With Christmas just around the corner, parking lots are more frantic than ever. In more normal times around a fifth of all car accidents happen in and around parking lots, so when the Christmas rush is on, it’s likely to be more than that. Injuries don’t just happen because of careless driving. Parking lots are also sometimes crime-prone. The question of who is liable if there is a car accident or mugging arises when someone is injured in a parking lot.
Generally, the owners or managers of parking lots are not liable for damage to vehicles or injuries except in specific conditions. It can be hard to know whether a parking lot owner is in fact responsible for the safety and security of people and their vehicles who use their property.
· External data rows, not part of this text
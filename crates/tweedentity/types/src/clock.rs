use std::sync::atomic::{AtomicU64, Ordering};
use std::sync::Arc;

/// Seconds since the Unix epoch.
pub type Timestamp = u64;

/// Source of the current time.
///
/// Injected at construction so time locks can be exercised deterministically.
pub trait Clock: Send + Sync {
    fn now(&self) -> Timestamp;
}

pub type SharedClock = Arc<dyn Clock>;

/// Wall clock backed by `chrono::Utc`.
#[derive(Clone, Copy, Debug, Default)]
pub struct SystemClock;

impl SystemClock {
    pub fn shared() -> SharedClock {
        Arc::new(SystemClock)
    }
}

impl Clock for SystemClock {
    fn now(&self) -> Timestamp {
        chrono::Utc::now().timestamp().max(0) as Timestamp
    }
}

/// Manually driven clock. Clones share the same instant.
#[derive(Clone, Debug, Default)]
pub struct ManualClock {
    now: Arc<AtomicU64>,
}

impl ManualClock {
    pub fn new(start: Timestamp) -> Self {
        Self {
            now: Arc::new(AtomicU64::new(start)),
        }
    }

    pub fn set(&self, at: Timestamp) {
        self.now.store(at, Ordering::SeqCst);
    }

    pub fn advance(&self, secs: u64) {
        self.now.fetch_add(secs, Ordering::SeqCst);
    }

    pub fn shared(&self) -> SharedClock {
        Arc::new(self.clone())
    }
}

impl Clock for ManualClock {
    fn now(&self) -> Timestamp {
        self.now.load(Ordering::SeqCst)
    }
}

#[cfg(test)]
mod tests {
    use super::*;

    #[test]
    fn manual_clock_clones_share_time() {
        let clock = ManualClock::new(100);
        let shared = clock.shared();
        clock.advance(50);
        assert_eq!(shared.now(), 150);
        clock.set(10);
        assert_eq!(shared.now(), 10);
    }

    #[test]
    fn system_clock_is_after_2020() {
        assert!(SystemClock.now() > 1_577_836_800);
    }
}
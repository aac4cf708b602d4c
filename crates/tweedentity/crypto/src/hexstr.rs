use crate::error::CryptoError;
use crate::recover::SIGNATURE_LEN;

/// Length of an embedded signature token: `0x` plus 65 bytes of hex.
pub const SIGNATURE_TOKEN_LEN: usize = 2 + SIGNATURE_LEN * 2;

/// Map one hex digit to its value. Accepts either case.
pub fn parse_int16_char(c: char) -> Result<u8, CryptoError> {
    match c {
        '0'..='9' => Ok(c as u8 - b'0'),
        'a'..='f' => Ok(c as u8 - b'a' + 10),
        'A'..='F' => Ok(c as u8 - b'A' + 10),
        _ => Err(CryptoError::InvalidHexChar(c)),
    }
}

/// Decode an unprefixed hex string.
///
/// Fails on odd length or any character outside `[0-9a-fA-F]`.
pub fn hexstr_to_bytes(s: &str) -> Result<Vec<u8>, CryptoError> {
    let chars: Vec<char> = s.chars().collect();
    if chars.len() % 2 != 0 {
        return Err(CryptoError::OddLength(chars.len()));
    }
    chars
        .chunks(2)
        .map(|pair| -> Result<u8, CryptoError> {
            Ok(parse_int16_char(pair[0])? << 4 | parse_int16_char(pair[1])?)
        })
        .collect()
}

/// Parse a `0x`-prefixed, 132-character signature token into 65 bytes.
pub fn parse_signature_token(token: &str) -> Result<[u8; SIGNATURE_LEN], CryptoError> {
    if token.chars().count() != SIGNATURE_TOKEN_LEN {
        return Err(CryptoError::InvalidToken(format!(
            "expected {} characters, got {}",
            SIGNATURE_TOKEN_LEN,
            token.chars().count()
        )));
    }
    let digits = token
        .strip_prefix("0x")
        .ok_or_else(|| CryptoError::InvalidToken("missing 0x prefix".into()))?;
    let bytes = hexstr_to_bytes(digits)?;
    bytes
        .try_into()
        .map_err(|_| CryptoError::InvalidToken("wrong decoded length".into()))
}
#[cfg(test)]
mod tests {
    use super::*;
    use crate::provider::QueuedFetchProvider;
    use tweedentity_types::{ManualClock, RefundPolicy};

    fn owner() -> Address {
        Address::from_low_u64(1)
    }

    fn oracle() -> Address {
        Address::from_low_u64(99)
    }

    fn claimer(config: &ClaimerConfig) -> OwnershipClaimer<QueuedFetchProvider> {
        OwnershipClaimer::new(
            Address::from_low_u64(20),
            owner(),
            QueuedFetchProvider::new(oracle()),
            config,
            ManualClock::new(0).shared(),
        )
    }

    fn request(post_id: &str) -> ClaimRequest {
        ClaimRequest {
            namespace: "twitter".into(),
            post_id: post_id.into(),
            fee_rate: 4,
            fee_budget: 10,
        }
    }

    #[test]
    fn claim_without_manager_fails() {
        let mut c = claimer(&ClaimerConfig::default());
        assert_eq!(
            c.claim_ownership(&Address::from_low_u64(5), request("981263529196924928"), 40),
            Err(ClaimError::ManagerUnset)
        );
        assert_eq!(c.provider().issued(), 0);
    }

    #[test]
    fn post_id_is_validated_first() {
        let mut c = claimer(&ClaimerConfig::default());
        let user = Address::from_low_u64(5);
        assert!(matches!(
            c.claim_ownership(&user, request(""), 40),
            Err(ClaimError::InvalidPostId(_))
        ));
        assert!(matches!(
            c.claim_ownership(&user, request("12 34"), 40),
            Err(ClaimError::InvalidPostId(_))
        ));
        assert!(matches!(
            c.claim_ownership(&user, request(&"1".repeat(65)), 40),
            Err(ClaimError::InvalidPostId(_))
        ));
        assert_eq!(
            c.claim_ownership(&Address::ZERO, request("1"), 40),
            Err(ClaimError::ZeroAddress)
        );
    }

    #[test]
    fn spoofed_and_unknown_callbacks_are_ignored() {
        let mut c = claimer(&ClaimerConfig::default());
        let id = RequestId::new("nope");
        let post = FetchedPost::new("1", "x");
        assert_eq!(c.on_fetch_result(&Address::from_low_u64(5), &id, &post), None);
        assert_eq!(c.on_fetch_result(&oracle(), &id, &post), None);
        assert!(c.events().is_empty());
        assert_eq!(c.verification_state(&id), None);
    }

    #[test]
    fn rejected_funds_follow_policy() {
        let pending = PendingVerification {
            claimant: Address::from_low_u64(5),
            namespace: "twitter".into(),
            post_id: "1".into(),
            requested_at: 0,
            prepaid: 200,
        };

        let mut retain = claimer(&ClaimerConfig::default());
        retain.settle_rejected_funds(&pending);
        assert_eq!(retain.refund_balance(&pending.claimant), 0);
        assert_eq!(retain.retained_funds(), 200);

        let mut partial = claimer(&ClaimerConfig {
            refund_policy: RefundPolicy::Partial { percent: 25 },
            ..Default::default()
        });
        partial.settle_rejected_funds(&pending);
        assert_eq!(partial.refund_balance(&pending.claimant), 50);
        assert_eq!(partial.retained_funds(), 150);
        assert_eq!(partial.withdraw_refund(&pending.claimant), Ok(50));
        assert_eq!(
            partial.withdraw_refund(&pending.claimant),
            Err(ClaimError::NoRefund(pending.claimant))
        );
    }

    #[test]
    fn refund_is_capped_at_prepaid() {
        let pending = PendingVerification {
            claimant: Address::from_low_u64(5),
            namespace: "twitter".into(),
            post_id: "1".into(),
            requested_at: 0,
            prepaid: 680,
        };
        let mut c = claimer(&ClaimerConfig {
            refund_policy: RefundPolicy::Partial { percent: 200 },
            ..Default::default()
        });
        c.settle_rejected_funds(&pending);
        assert_eq!(c.refund_balance(&pending.claimant), 680);
        assert_eq!(c.retained_funds(), 0);
    }

    #[test]
    fn only_owner_sets_manager() {
        use tweedentity_manager::IdentityManager;
        use tweedentity_types::TweedentityConfig;

        let mut c = claimer(&ClaimerConfig::default());
        let manager = SharedManager::new(IdentityManager::new(
            Address::from_low_u64(10),
            owner(),
            &TweedentityConfig::default(),
            ManualClock::new(0).shared(),
        ));
        assert!(matches!(
            c.set_manager(&Address::from_low_u64(5), manager.clone()),
            Err(ClaimError::Auth(_))
        ));
        assert_eq!(c.manager_address(), None);
        c.set_manager(&owner(), manager).unwrap();
        assert_eq!(c.manager_address(), Some(Address::from_low_u64(10)));
    }
}
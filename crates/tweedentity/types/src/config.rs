//! Configuration for a Tweedentity deployment.
//!
//! Every section has defaults, so an empty TOML document is a valid
//! configuration. Levels and the time lock are configuration, never constants
//! baked into the components.

use std::path::Path;

use serde::{Deserialize, Serialize};

use crate::error::ConfigError;
use crate::tiers::AuthorizationTiers;

/// One day, in seconds.
pub const DEFAULT_MINIMUM_TIME_BEFORE_UPDATE: u64 = 86_400;

/// Top-level configuration.
#[derive(Clone, Debug, Default, PartialEq, Eq, Serialize, Deserialize)]
#[serde(default)]
pub struct TweedentityConfig {
    pub tiers: AuthorizationTiers,
    pub store: StoreConfig,
    pub claimer: ClaimerConfig,
    pub registry: RegistryConfig,
}

impl TweedentityConfig {
    /// Parse and validate a TOML document.
    pub fn from_toml_str(contents: &str) -> Result<Self, ConfigError> {
        let config: TweedentityConfig = toml::from_str(contents)?;
        config.validate()?;
        Ok(config)
    }

    /// Load from a TOML file.
    pub fn load(path: impl AsRef<Path>) -> Result<Self, ConfigError> {
        let contents = std::fs::read_to_string(path)?;
        Self::from_toml_str(&contents)
    }

    pub fn validate(&self) -> Result<(), ConfigError> {
        self.tiers.validate().map_err(ConfigError::Invalid)?;
        if let RefundPolicy::Partial { percent } = self.claimer.refund_policy {
            if percent > 100 {
                return Err(ConfigError::Invalid(format!(
                    "refund percent {} exceeds 100",
                    percent
                )));
            }
        }
        if self.registry.required_namespaces.iter().any(|ns| ns.trim().is_empty()) {
            return Err(ConfigError::Invalid(
                "required namespaces must not be empty".into(),
            ));
        }
        Ok(())
    }

    /// The store section with the shared tiers folded in.
    pub fn store_config(&self) -> StoreConfig {
        StoreConfig {
            tiers: self.tiers,
            ..self.store.clone()
        }
    }
}

/// Per-store settings.
#[derive(Clone, Debug, PartialEq, Eq, Serialize, Deserialize)]
#[serde(default)]
pub struct StoreConfig {
    /// Seconds that must elapse before a bound slot may be re-associated.
    pub minimum_time_before_update: u64,
    /// Filled from the top-level `tiers` section by [`TweedentityConfig::store_config`].
    #[serde(skip)]
    pub tiers: AuthorizationTiers,
}

impl Default for StoreConfig {
    fn default() -> Self {
        Self {
            minimum_time_before_update: DEFAULT_MINIMUM_TIME_BEFORE_UPDATE,
            tiers: AuthorizationTiers::default(),
        }
    }
}

/// What happens to prepaid round-trip funds when a verification is rejected.
#[derive(Clone, Copy, Debug, Default, PartialEq, Eq, Serialize, Deserialize)]
#[serde(tag = "mode", rename_all = "snake_case")]
pub enum RefundPolicy {
    /// Keep everything: the fetch and callback were performed regardless.
    #[default]
    Retain,
    /// Credit `percent` of the prepaid amount back to the claimant.
    Partial { percent: u8 },
}

impl RefundPolicy {
    /// Amount credited back for a rejected claim. Never exceeds `prepaid`;
    /// percentages above 100 count as 100.
    pub fn refund_for(&self, prepaid: u128) -> u128 {
        match self {
            RefundPolicy::Retain => 0,
            RefundPolicy::Partial { percent } => {
                let percent = u128::from((*percent).min(100));
                prepaid / 100 * percent + prepaid % 100 * percent / 100
            }
        }
    }
}

#[derive(Clone, Debug, PartialEq, Eq, Serialize, Deserialize)]
#[serde(default)]
pub struct ClaimerConfig {
    pub refund_policy: RefundPolicy,
    /// Longest accepted external post id.
    pub max_post_id_len: usize,
}

impl Default for ClaimerConfig {
    fn default() -> Self {
        Self {
            refund_policy: RefundPolicy::Retain,
            max_post_id_len: 64,
        }
    }
}

#[derive(Clone, Debug, PartialEq, Eq, Serialize, Deserialize)]
#[serde(default)]
pub struct RegistryConfig {
    /// Namespaces that must have a store before the registry reports ready.
    pub required_namespaces: Vec<String>,
}

impl Default for RegistryConfig {
    fn default() -> Self {
        Self {
            required_namespaces: vec!["twitter".into(), "github".into()],
        }
    }
}

#[cfg(test)]
mod tests {
    use super::*;
    use crate::tiers::AuthLevel;
    use std::io::Write;

    #[test]
    fn empty_document_yields_defaults() {
        let config = TweedentityConfig::from_toml_str("").unwrap();
        assert_eq!(config, TweedentityConfig::default());
        assert_eq!(
            config.store.minimum_time_before_update,
            DEFAULT_MINIMUM_TIME_BEFORE_UPDATE
        );
        assert_eq!(config.claimer.refund_policy, RefundPolicy::Retain);
    }

    #[test]
    fn overrides_are_applied() {
        let config = TweedentityConfig::from_toml_str(
            r#"
            [tiers]
            verifier = 10

            [store]
            minimum_time_before_update = 60

            [claimer.refund_policy]
            mode = "partial"
            percent = 25

            [registry]
            required_namespaces = ["twitter"]
            "#,
        )
        .unwrap();

        assert_eq!(config.tiers.verifier, AuthLevel(10));
        assert_eq!(config.tiers.developer, AuthLevel(50));
        assert_eq!(config.store.minimum_time_before_update, 60);
        assert_eq!(
            config.claimer.refund_policy,
            RefundPolicy::Partial { percent: 25 }
        );
        assert_eq!(config.registry.required_namespaces, vec!["twitter"]);

        let store = config.store_config();
        assert_eq!(store.tiers.verifier, AuthLevel(10));
        assert_eq!(store.minimum_time_before_update, 60);
    }

    #[test]
    fn invalid_values_are_rejected() {
        assert!(matches!(
            TweedentityConfig::from_toml_str("[claimer.refund_policy]\nmode = \"partial\"\npercent = 150"),
            Err(ConfigError::Invalid(_))
        ));
        assert!(matches!(
            TweedentityConfig::from_toml_str("[tiers]\nverifier = 0"),
            Err(ConfigError::Invalid(_))
        ));
        assert!(matches!(
            TweedentityConfig::from_toml_str("[store]\nminimum_time_before_update = \"soon\""),
            Err(ConfigError::Parse(_))
        ));
    }

    #[test]
    fn load_reads_file() {
        let mut file = tempfile::NamedTempFile::new().unwrap();
        writeln!(file, "[store]\nminimum_time_before_update = 1").unwrap();
        let config = TweedentityConfig::load(file.path()).unwrap();
        assert_eq!(config.store.minimum_time_before_update, 1);
    }

    #[test]
    fn refund_policy_amounts() {
        assert_eq!(RefundPolicy::Retain.refund_for(1_000), 0);
        assert_eq!(RefundPolicy::Partial { percent: 50 }.refund_for(1_001), 500);
        assert_eq!(RefundPolicy::Partial { percent: 100 }.refund_for(u128::MAX), u128::MAX);
    }

    #[test]
    fn refund_never_exceeds_prepaid() {
        assert_eq!(RefundPolicy::Partial { percent: 200 }.refund_for(1_001), 1_001);
        assert_eq!(RefundPolicy::Partial { percent: u8::MAX }.refund_for(u128::MAX), u128::MAX);
    }
}
//! Environment variable helpers for the configuration overlay.

use std::str::FromStr;

/// Get an environment variable parsed as `T`, or return `default`.
///
/// Unset and unparsable values both fall back to the default.
pub(crate) fn env_get<T>(key: &str, default: T) -> T
where
    T: FromStr,
{
    env_get_opt(key).unwrap_or(default)
}

/// Get an environment variable parsed as `T`, if set and valid.
pub(crate) fn env_get_opt<T>(key: &str) -> Option<T>
where
    T: FromStr,
{
    std::env::var(key).ok().and_then(|v| v.trim().parse().ok())
}

#[cfg(test)]
mod tests {
    use super::*;

    #[test]
    fn unset_falls_back_to_default() {
        let value: usize = env_get("__CONDUIT_TEST_UNSET__", 42);
        assert_eq!(value, 42);

        let value: Option<u16> = env_get_opt("__CONDUIT_TEST_UNSET__");
        assert_eq!(value, None);
    }
}
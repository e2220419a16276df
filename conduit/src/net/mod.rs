//! Connection identity and the per-connection state shared between the
//! application and the backends.

mod connection;
mod key;

pub use connection::{Connection, DispatchGuard};
pub use key::ConnectionKey;
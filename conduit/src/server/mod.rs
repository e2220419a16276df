//! Server lifecycle: configuration, start and stop, listeners, and the
//! application [`Handler`].

mod builder;
mod core;
mod handler;
mod listener;

pub use self::core::Server;
pub use builder::ServerBuilder;
pub use handler::Handler;

pub(crate) use listener::Listeners;
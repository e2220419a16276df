use super::Handler;
use super::builder::ServerConfig;
use super::listener::Listeners;
use crate::error::{Error, Result};
use crate::pool::{PoolConfig, PoolStats, WorkerPool};
use crate::service::{self, Control, ServiceContext};

use std::net::SocketAddr;
use std::sync::atomic::{AtomicBool, Ordering};
use std::sync::{Arc, Mutex, MutexGuard, PoisonError};
use std::time::Duration;

use tracing::{error, info};

/// Resources of a started server.
struct Active {
    pool: Arc<WorkerPool>,
    control: Arc<dyn Control>,
    local_addr: Option<SocketAddr>,
}

struct Inner {
    config: ServerConfig,
    handler: Arc<dyn Handler>,
    listeners: Arc<Listeners>,
    running: Arc<AtomicBool>,
    active: Mutex<Option<Active>>,
}

impl Inner {
    fn active(&self) -> MutexGuard<'_, Option<Active>> {
        self.active.lock().unwrap_or_else(PoisonError::into_inner)
    }
}

/// A TCP server.
///
/// A `Server` owns a worker pool and an I/O backend. [`start`](Self::start)
/// binds, fires the start listeners and then blocks running the backend
/// loop; [`stop`](Self::stop), called from another thread or from a
/// listener, makes it return.
///
/// `Server` is a cheap handle: clones control the same server.
///
/// # Examples
///
/// ```rust,ignore
/// let server = ServerBuilder::new().ephemeral().build(handler);
///
/// let handle = server.clone();
/// std::thread::spawn(move || handle.start());
///
/// // ...
/// server.stop();
/// ```
#[derive(Clone)]
pub struct Server {
    inner: Arc<Inner>,
}

impl Server {
    pub(crate) fn new<H>(config: ServerConfig, listeners: Listeners, handler: H) -> Self
    where
        H: Handler,
    {
        Self {
            inner: Arc::new(Inner {
                config,
                handler: Arc::new(handler),
                listeners: Arc::new(listeners),
                running: Arc::new(AtomicBool::new(false)),
                active: Mutex::new(None),
            }),
        }
    }

    /// Starts the server and blocks until it is stopped.
    ///
    /// The sequence is:
    /// 1. build the worker pool,
    /// 2. bind the backend (when a port is configured),
    /// 3. call the start listeners with the bound address,
    /// 4. run the backend loop until [`stop`](Self::stop).
    ///
    /// # Errors
    ///
    /// - [`Error::AlreadyRunning`] if the server is running,
    /// - [`Error::Bind`] if the listening socket cannot be set up,
    /// - [`Error::Io`] if the poller fails.
    pub fn start(&self) -> Result<()> {
        let inner = &self.inner;

        if inner
            .running
            .compare_exchange(false, true, Ordering::AcqRel, Ordering::Acquire)
            .is_err()
        {
            return Err(Error::AlreadyRunning);
        }

        let config = &inner.config;
        let pool = Arc::new(WorkerPool::new(config.pool.unwrap_or_else(PoolConfig::auto)));
        let address = config.address();

        let mut bound = match service::bind(config.backend, address, config.backlog) {
            Ok(bound) => bound,
            Err(e) => {
                inner.running.store(false, Ordering::Release);
                pool.shutdown(Duration::ZERO);

                error!(address = ?address, error = %e, "failed to bind");
                return Err(match address {
                    Some(addr) => Error::Bind { addr, source: e },
                    None => Error::Io(e),
                });
            }
        };

        let local_addr = bound.local_addr();
        *inner.active() = Some(Active {
            pool: pool.clone(),
            control: bound.control(),
            local_addr,
        });

        info!(
            address = ?local_addr,
            backend = %config.backend,
            pool = ?pool.config(),
            "server started"
        );
        inner.listeners.fire_start(local_addr);

        let context = ServiceContext {
            pool,
            handler: inner.handler.clone(),
            listeners: inner.listeners.clone(),
            running: inner.running.clone(),
            charset: config.charset,
            poll_interval: config.poll_interval,
            idle_timeout: config.idle_timeout,
        };

        let result = bound.run(&context);

        let leftover = inner.active().take();
        if let Some(active) = leftover {
            inner.running.store(false, Ordering::Release);
            active.pool.shutdown(config.shutdown_timeout);
        }

        result
    }

    /// Stops a running server.
    ///
    /// The backend loop is told to exit and every connection is closed.
    /// The pool then gets up to the configured shutdown timeout to finish
    /// queued and running tasks before the rest is dropped.
    ///
    /// Calling `stop` from a handler makes the pool wait on its own
    /// worker, so the full shutdown timeout elapses.
    pub fn stop(&self) {
        let inner = &self.inner;

        let active = inner.active().take();
        inner.running.store(false, Ordering::Release);

        let Some(active) = active else {
            return;
        };

        active.control.close();

        let drained = active.pool.shutdown(inner.config.shutdown_timeout);
        info!(address = ?active.local_addr, drained, "server stopped");
    }

    pub fn is_running(&self) -> bool {
        self.inner.running.load(Ordering::Acquire)
    }

    /// Address the server listens on, once started and bound.
    pub fn local_addr(&self) -> Option<SocketAddr> {
        self.inner.active().as_ref().and_then(|a| a.local_addr)
    }

    /// Counters of the running server's pool.
    pub fn pool_stats(&self) -> Option<PoolStats> {
        self.inner.active().as_ref().map(|a| a.pool.stats())
    }

    /// Runs `task` on the server's worker pool.
    ///
    /// # Errors
    ///
    /// [`Error::NotRunning`] if the server has not been started.
    pub fn execute<F>(&self, task: F) -> Result<()>
    where
        F: FnOnce() + Send + 'static,
    {
        let pool = match self.inner.active().as_ref() {
            Some(active) => active.pool.clone(),
            None => return Err(Error::NotRunning),
        };

        pool.execute(task);
        Ok(())
    }
}
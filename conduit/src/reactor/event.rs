/// A readiness event reported by the poller.
///
/// Errors and hang-ups are folded into `readable`, so the next read
/// observes them.
#[derive(Clone, Copy, Debug)]
pub(crate) struct Event {
    /// Token the descriptor was registered with.
    pub(crate) token: usize,

    pub(crate) readable: bool,

    pub(crate) writable: bool,
}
The best advice is always to talk to a personal injury attorney before deciding about making a claim for compensation.
A parking lot owner or operator may be considered liable or partly liable for an injury that occurs in their parking lot if the design or maintenance of the parking lot is unsatisfactory. If there is a valet involved, then the care of the vehicle is most likely the vale’s responsible. As far as injuries due to crime are concerned, the owner/operator may be considered liable if there has been a history of crime in the vicinity and there has been nothing done to alert users of the parking lot or to provide safety features, such as surveillance cameras, security guards, etc.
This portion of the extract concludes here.